DATA FOR PROCESSING:
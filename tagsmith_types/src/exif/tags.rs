//! Definitions for tags in an IFD group.
//!
//! # `tags`
//!
//! Contains the known tags stored in each [`IfdGroup`].
//!
//! Tags, which are within IFDs, have a tag ID and >=1 value(s). Each known tag
//! also carries its key name (the last part of `Exif.Photo.ExposureTime`) and
//! the primitive type used when a new value is created from text.
//!
//! IFD 1 and the IFDs chained after it reuse the IFD 0 table.
//!
//! ## For contributors
//!
//! ### Adding new tags
//!
//! Let's say we want to add a new tag to IFD 0. Let's call it `YourNewKey`;
//! please assume it has a tag ID of `0x1000` and is usually written as text.
//!
//! Under the `make_key_list_for_group` macro for `Ifd0Tag`, add a new listing:
//!
//! ```no_compile
//! make_key_list_for_group!(enum Ifd0Tag => IfdGroup::_0,
//!     // ...snip!
//!
//!     YourNewKey = 0x1000 => {
//!         ty: Pt::Ascii,
//!         description: "Your new key",
//!     },
//! );
//! ```
//!
//! The key name comes from the identifier, so spell it the way it should
//! appear in keys.

use std::sync::LazyLock;

use rustc_hash::FxHashMap;

use crate::exif::{ifd::IfdGroup, primitives::PrimitiveTy};

/// Creates a "key list" for an IFD group.
///
/// These may include duplicate tag IDs from other groups.
macro_rules! make_key_list_for_group {
    (enum $enum_name:ident => $ifd_group:expr,
        $( $key_ident:ident = $key_tag:expr => {
            ty: $ty:expr,
            description: $description:expr,
        },
    )+) => {
        #[doc = "A list of all keys present in the matching `IfdGroup` variant."]
        #[repr(u16)]
        #[non_exhaustive]
        #[derive(Clone, Copy, Debug, Hash, PartialEq, PartialOrd, Eq, Ord)]
        pub enum $enum_name {
            $(
              $key_ident = $key_tag,
            )+
        }

        impl $enum_name {
            /// Every tag in this table, in declaration order.
            pub const ALL: &'static [Self] = &[ $( Self::$key_ident, )+ ];

            /// Returns the `IfdGroup` that this enum represents.
            pub const fn ifd_group() -> IfdGroup {
                $ifd_group
            }

            /// Returns this key's tag ID.
            pub const fn tag_id(&self) -> u16 {
                *self as u16
            }

            /// The tag's name, as used in keys.
            pub const fn tag_name(&self) -> &'static str {
                match self {
                    $( Self::$key_ident => stringify!($key_ident), )+
                }
            }

            /// A short human-readable description.
            pub const fn description(&self) -> &'static str {
                match self {
                    $( Self::$key_ident => $description, )+
                }
            }

            /// The type used when a value for this tag is created from text.
            pub const fn default_type(&self) -> PrimitiveTy {
                match self {
                    $( Self::$key_ident => $ty, )+
                }
            }
        }

        impl core::convert::TryFrom<u16> for $enum_name {
            type Error = ();

            fn try_from(value: u16) -> Result<Self, Self::Error> {
                match value {
                    $( $key_tag => Ok($enum_name::$key_ident), )+
                    _ => Err(()),
                }
            }
        }
    }
}

use PrimitiveTy as Pt;

/// Points from IFD 0 to the Exif sub-IFD.
pub const EXIF_IFD_POINTER: u16 = 0x8769;

/// Points from IFD 0 to the GPS sub-IFD.
pub const GPS_IFD_POINTER: u16 = 0x8825;

/// Points from the Exif sub-IFD to the interoperability IFD.
pub const INTEROP_IFD_POINTER: u16 = 0xA005;

/// A list of TIFF-style sub-IFD offsets. Not followed.
pub const SUB_IFDS: u16 = 0x014A;

/// Offset of an embedded JPEG image, relative to the TIFF header.
pub const JPEG_INTERCHANGE_FORMAT: u16 = 0x0201;

/// Length of the embedded JPEG image.
pub const JPEG_INTERCHANGE_FORMAT_LENGTH: u16 = 0x0202;

/// A list of all the "pointer tags" used to indicate other IFDs.
///
/// These are regenerated when Exif is written, so they never appear as
/// entries.
pub const SUB_IFD_POINTER_TAGS: &[u16] = &[EXIF_IFD_POINTER, GPS_IFD_POINTER, INTEROP_IFD_POINTER];

/// The sub-IFD a pointer tag leads to.
pub const fn pointer_target(tag_id: u16) -> Option<IfdGroup> {
    match tag_id {
        EXIF_IFD_POINTER => Some(IfdGroup::Exif),
        GPS_IFD_POINTER => Some(IfdGroup::Gps),
        INTEROP_IFD_POINTER => Some(IfdGroup::Interop),
        _ => None,
    }
}

/// A set of all known tags and their IFD groups.
#[derive(Copy, Clone, Debug, Hash, PartialEq, PartialOrd, Eq, Ord)]
pub enum KnownTag {
    Ifd0Tag(Ifd0Tag),
    ExifIfdTag(ExifIfdTag),
    GpsIfdTag(GpsIfdTag),
    InteropIfdTag(InteropIfdTag),
}

impl KnownTag {
    /// Returns this tag's tag ID.
    ///
    /// ```
    /// use tagsmith_types::exif::tags::{KnownTag, Ifd0Tag};
    ///
    /// let image_width: KnownTag = KnownTag::Ifd0Tag(Ifd0Tag::ImageWidth);
    /// assert_eq!(image_width.tag_id(), 256_u16);
    /// ```
    pub const fn tag_id(&self) -> u16 {
        match self {
            KnownTag::Ifd0Tag(k) => *k as u16,
            KnownTag::ExifIfdTag(k) => *k as u16,
            KnownTag::GpsIfdTag(k) => *k as u16,
            KnownTag::InteropIfdTag(k) => *k as u16,
        }
    }

    /// Grabs a tag's name, as used in keys.
    ///
    /// ```
    /// use tagsmith_types::exif::tags::{KnownTag, Ifd0Tag};
    ///
    /// let image_width: KnownTag = KnownTag::Ifd0Tag(Ifd0Tag::ImageWidth);
    /// assert_eq!(image_width.tag_name(), "ImageWidth");
    /// ```
    pub const fn tag_name(&self) -> &'static str {
        match self {
            KnownTag::Ifd0Tag(k) => k.tag_name(),
            KnownTag::ExifIfdTag(k) => k.tag_name(),
            KnownTag::GpsIfdTag(k) => k.tag_name(),
            KnownTag::InteropIfdTag(k) => k.tag_name(),
        }
    }

    /// A short human-readable description of the tag.
    pub const fn description(&self) -> &'static str {
        match self {
            KnownTag::Ifd0Tag(k) => k.description(),
            KnownTag::ExifIfdTag(k) => k.description(),
            KnownTag::GpsIfdTag(k) => k.description(),
            KnownTag::InteropIfdTag(k) => k.description(),
        }
    }

    /// Returns the type a new value for this tag should have.
    ///
    /// ```
    /// use tagsmith_types::exif::{
    ///     tags::{KnownTag, ExifIfdTag},
    ///     primitives::PrimitiveTy
    /// };
    ///
    /// let exposure: KnownTag = KnownTag::ExifIfdTag(ExifIfdTag::ExposureTime);
    /// assert_eq!(exposure.default_type(), PrimitiveTy::Rational);
    /// ```
    pub const fn default_type(&self) -> PrimitiveTy {
        match self {
            KnownTag::Ifd0Tag(k) => k.default_type(),
            KnownTag::ExifIfdTag(k) => k.default_type(),
            KnownTag::GpsIfdTag(k) => k.default_type(),
            KnownTag::InteropIfdTag(k) => k.default_type(),
        }
    }

    /// Finds a tag by its key name within a group.
    ///
    /// ```
    /// use tagsmith_types::exif::{ifd::IfdGroup, tags::KnownTag};
    ///
    /// let make = KnownTag::from_name(IfdGroup::_0, "Make").unwrap();
    /// assert_eq!(make.tag_id(), 0x010F);
    ///
    /// // thumbnails use the IFD 0 table
    /// let thumb_make = KnownTag::from_name(IfdGroup::_1, "Make").unwrap();
    /// assert_eq!(make, thumb_make);
    /// ```
    pub fn from_name(group: IfdGroup, name: &str) -> Option<Self> {
        NAME_MAP.get(&Table::of(group))?.get(name).copied()
    }
}

impl TryFrom<(IfdGroup, u16)> for KnownTag {
    type Error = ();

    fn try_from(value: (IfdGroup, u16)) -> Result<Self, Self::Error> {
        let (ifd_group, tag_id): (IfdGroup, u16) = value;

        match ifd_group {
            IfdGroup::_0 | IfdGroup::_1 | IfdGroup::Chained(_) => {
                Ifd0Tag::try_from(tag_id).map(KnownTag::Ifd0Tag)
            }
            IfdGroup::Exif => ExifIfdTag::try_from(tag_id).map(KnownTag::ExifIfdTag),
            IfdGroup::Gps => GpsIfdTag::try_from(tag_id).map(KnownTag::GpsIfdTag),
            IfdGroup::Interop => InteropIfdTag::try_from(tag_id).map(KnownTag::InteropIfdTag),
        }
    }
}

/// Which table a group's tags come from.
#[derive(Clone, Copy, Debug, Hash, PartialEq, Eq)]
enum Table {
    Image,
    Photo,
    Gps,
    Iop,
}

impl Table {
    const fn of(group: IfdGroup) -> Self {
        match group {
            IfdGroup::_0 | IfdGroup::_1 | IfdGroup::Chained(_) => Table::Image,
            IfdGroup::Exif => Table::Photo,
            IfdGroup::Gps => Table::Gps,
            IfdGroup::Interop => Table::Iop,
        }
    }
}

/// `table -> (name -> tag)`, used when resolving keys.
static NAME_MAP: LazyLock<FxHashMap<Table, FxHashMap<&'static str, KnownTag>>> =
    LazyLock::new(|| {
        let mut m: FxHashMap<Table, FxHashMap<&'static str, KnownTag>> = FxHashMap::default();

        m.insert(
            Table::Image,
            Ifd0Tag::ALL
                .iter()
                .map(|t| (t.tag_name(), KnownTag::Ifd0Tag(*t)))
                .collect(),
        );
        m.insert(
            Table::Photo,
            ExifIfdTag::ALL
                .iter()
                .map(|t| (t.tag_name(), KnownTag::ExifIfdTag(*t)))
                .collect(),
        );
        m.insert(
            Table::Gps,
            GpsIfdTag::ALL
                .iter()
                .map(|t| (t.tag_name(), KnownTag::GpsIfdTag(*t)))
                .collect(),
        );
        m.insert(
            Table::Iop,
            InteropIfdTag::ALL
                .iter()
                .map(|t| (t.tag_name(), KnownTag::InteropIfdTag(*t)))
                .collect(),
        );

        m
    });

/*
 *
 *
 *  TIFF Rev. 6.0 attributes (IFD 0, IFD 1, ...)
 *
 *
 */
make_key_list_for_group!(enum Ifd0Tag => IfdGroup::_0,
    ProcessingSoftware = 0x000B => {
        ty: Pt::Ascii,
        description: "Name and version of the processing software",
    },
    NewSubfileType = 0x00FE => {
        ty: Pt::Long,
        description: "Kind of data in this subfile",
    },
    SubfileType = 0x00FF => {
        ty: Pt::Short,
        description: "Kind of data in this subfile (deprecated)",
    },
    //
    // image data structure
    ImageWidth = 0x0100 => {
        ty: Pt::Long,
        description: "Image width",
    },
    ImageLength = 0x0101 => {
        ty: Pt::Long,
        description: "Image height",
    },
    BitsPerSample = 0x0102 => {
        ty: Pt::Short,
        description: "Number of bits per component",
    },
    Compression = 0x0103 => {
        ty: Pt::Short,
        description: "Compression scheme",
    },
    PhotometricInterpretation = 0x0106 => {
        ty: Pt::Short,
        description: "Pixel composition",
    },
    DocumentName = 0x010D => {
        ty: Pt::Ascii,
        description: "Name of the scanned document",
    },
    ImageDescription = 0x010E => {
        ty: Pt::Ascii,
        description: "Image title",
    },
    Make = 0x010F => {
        ty: Pt::Ascii,
        description: "Image input equipment manufacturer",
    },
    Model = 0x0110 => {
        ty: Pt::Ascii,
        description: "Image input equipment model",
    },
    StripOffsets = 0x0111 => {
        ty: Pt::Long,
        description: "Image data location",
    },
    Orientation = 0x0112 => {
        ty: Pt::Short,
        description: "Orientation of image",
    },
    SamplesPerPixel = 0x0115 => {
        ty: Pt::Short,
        description: "Number of components",
    },
    RowsPerStrip = 0x0116 => {
        ty: Pt::Long,
        description: "Number of rows per strip",
    },
    StripByteCounts = 0x0117 => {
        ty: Pt::Long,
        description: "Bytes per compressed strip",
    },
    XResolution = 0x011A => {
        ty: Pt::Rational,
        description: "Image resolution in width direction",
    },
    YResolution = 0x011B => {
        ty: Pt::Rational,
        description: "Image resolution in height direction",
    },
    PlanarConfiguration = 0x011C => {
        ty: Pt::Short,
        description: "Image data arrangement",
    },
    ResolutionUnit = 0x0128 => {
        ty: Pt::Short,
        description: "Unit of X and Y resolution",
    },
    TransferFunction = 0x012D => {
        ty: Pt::Short,
        description: "Transfer function",
    },
    Software = 0x0131 => {
        ty: Pt::Ascii,
        description: "Software used",
    },
    DateTime = 0x0132 => {
        ty: Pt::Ascii,
        description: "File change date and time",
    },
    Artist = 0x013B => {
        ty: Pt::Ascii,
        description: "Person who created the image",
    },
    HostComputer = 0x013C => {
        ty: Pt::Ascii,
        description: "Computer used to create the image",
    },
    WhitePoint = 0x013E => {
        ty: Pt::Rational,
        description: "White point chromaticity",
    },
    PrimaryChromaticities = 0x013F => {
        ty: Pt::Rational,
        description: "Chromaticities of primaries",
    },
    SubIFDs = 0x014A => {
        ty: Pt::Long,
        description: "Offsets to child IFDs",
    },
    JPEGInterchangeFormat = 0x0201 => {
        ty: Pt::Long,
        description: "Offset to JPEG SOI",
    },
    JPEGInterchangeFormatLength = 0x0202 => {
        ty: Pt::Long,
        description: "Bytes of JPEG data",
    },
    YCbCrCoefficients = 0x0211 => {
        ty: Pt::Rational,
        description: "Color space transformation matrix coefficients",
    },
    YCbCrSubSampling = 0x0212 => {
        ty: Pt::Short,
        description: "Subsampling ratio of Y to C",
    },
    YCbCrPositioning = 0x0213 => {
        ty: Pt::Short,
        description: "Y and C positioning",
    },
    ReferenceBlackWhite = 0x0214 => {
        ty: Pt::Rational,
        description: "Pair of black and white reference values",
    },
    XMLPacket = 0x02BC => {
        ty: Pt::Byte,
        description: "XMP metadata",
    },
    Rating = 0x4746 => {
        ty: Pt::Short,
        description: "Rating tag used by Windows",
    },
    RatingPercent = 0x4749 => {
        ty: Pt::Short,
        description: "Rating tag used by Windows, in percent",
    },
    Copyright = 0x8298 => {
        ty: Pt::Ascii,
        description: "Copyright holder",
    },
    IPTCNAA = 0x83BB => {
        ty: Pt::Long,
        description: "IPTC-NAA metadata",
    },
    ImageResources = 0x8649 => {
        ty: Pt::Undefined,
        description: "Photoshop image resources",
    },
    ExifTag = 0x8769 => {
        ty: Pt::Long,
        description: "Exif IFD pointer",
    },
    InterColorProfile = 0x8773 => {
        ty: Pt::Undefined,
        description: "ICC profile",
    },
    GPSTag = 0x8825 => {
        ty: Pt::Long,
        description: "GPS info IFD pointer",
    },
    XPTitle = 0x9C9B => {
        ty: Pt::Byte,
        description: "Title tag used by Windows, UCS2",
    },
    XPComment = 0x9C9C => {
        ty: Pt::Byte,
        description: "Comment tag used by Windows, UCS2",
    },
    XPAuthor = 0x9C9D => {
        ty: Pt::Byte,
        description: "Author tag used by Windows, UCS2",
    },
    XPKeywords = 0x9C9E => {
        ty: Pt::Byte,
        description: "Keywords tag used by Windows, UCS2",
    },
    XPSubject = 0x9C9F => {
        ty: Pt::Byte,
        description: "Subject tag used by Windows, UCS2",
    },
    PrintImageMatching = 0xC4A5 => {
        ty: Pt::Undefined,
        description: "Print Image Matching data",
    },
    DNGVersion = 0xC612 => {
        ty: Pt::Byte,
        description: "DNG specification version",
    },
);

WHAT IS NEEDED: All lines from the opening of the records through the line where "in declaration order." occurs are to be output verbatim. No other line belongs in the answer.

SOLUTION TO THIS PROBLEM:
filename tagsmith_types/src/exif/tags.rs
//! Definitions for tags in an IFD group.
//!
//! # `tags`
//!
//! Contains the known tags stored in each [`IfdGroup`].
//!
//! Tags, which are within IFDs, have a tag ID and >=1 value(s). Each known tag
//! also carries its key name (the last part of `Exif.Photo.ExposureTime`) and
//! the primitive type used when a new value is created from text.
//!
//! IFD 1 and the IFDs chained after it reuse the IFD 0 table.
//!
//! ## For contributors
//!
//! ### Adding new tags
//!
//! Let's say we want to add a new tag to IFD 0. Let's call it `YourNewKey`;
//! please assume it has a tag ID of `0x1000` and is usually written as text.
//!
//! Under the `make_key_list_for_group` macro for `Ifd0Tag`, add a new listing:
//!
//! ```no_compile
//! make_key_list_for_group!(enum Ifd0Tag => IfdGroup::_0,
//!     // ...snip!
//!
//!     YourNewKey = 0x1000 => {
//!         ty: Pt::Ascii,
//!         description: "Your new key",
//!     },
//! );
//! ```
//!
//! The key name comes from the identifier, so spell it the way it should
//! appear in keys.

use std::sync::LazyLock;

use rustc_hash::FxHashMap;

use crate::exif::{ifd::IfdGroup, primitives::PrimitiveTy};

/// Creates a "key list" for an IFD group.
///
/// These may include duplicate tag IDs from other groups.
macro_rules! make_key_list_for_group {
    (enum $enum_name:ident => $ifd_group:expr,
        $( $key_ident:ident = $key_tag:expr => {
            ty: $ty:expr,
            description: $description:expr,
        },
    )+) => {
        #[doc = "A list of all keys present in the matching `IfdGroup` variant."]
        #[repr(u16)]
        #[non_exhaustive]
        #[derive(Clone, Copy, Debug, Hash, PartialEq, PartialOrd, Eq, Ord)]
        pub enum $enum_name {
            $(
              $key_ident = $key_tag,
            )+
        }

        impl $enum_name {
            /// Every tag in this table, in declaration order.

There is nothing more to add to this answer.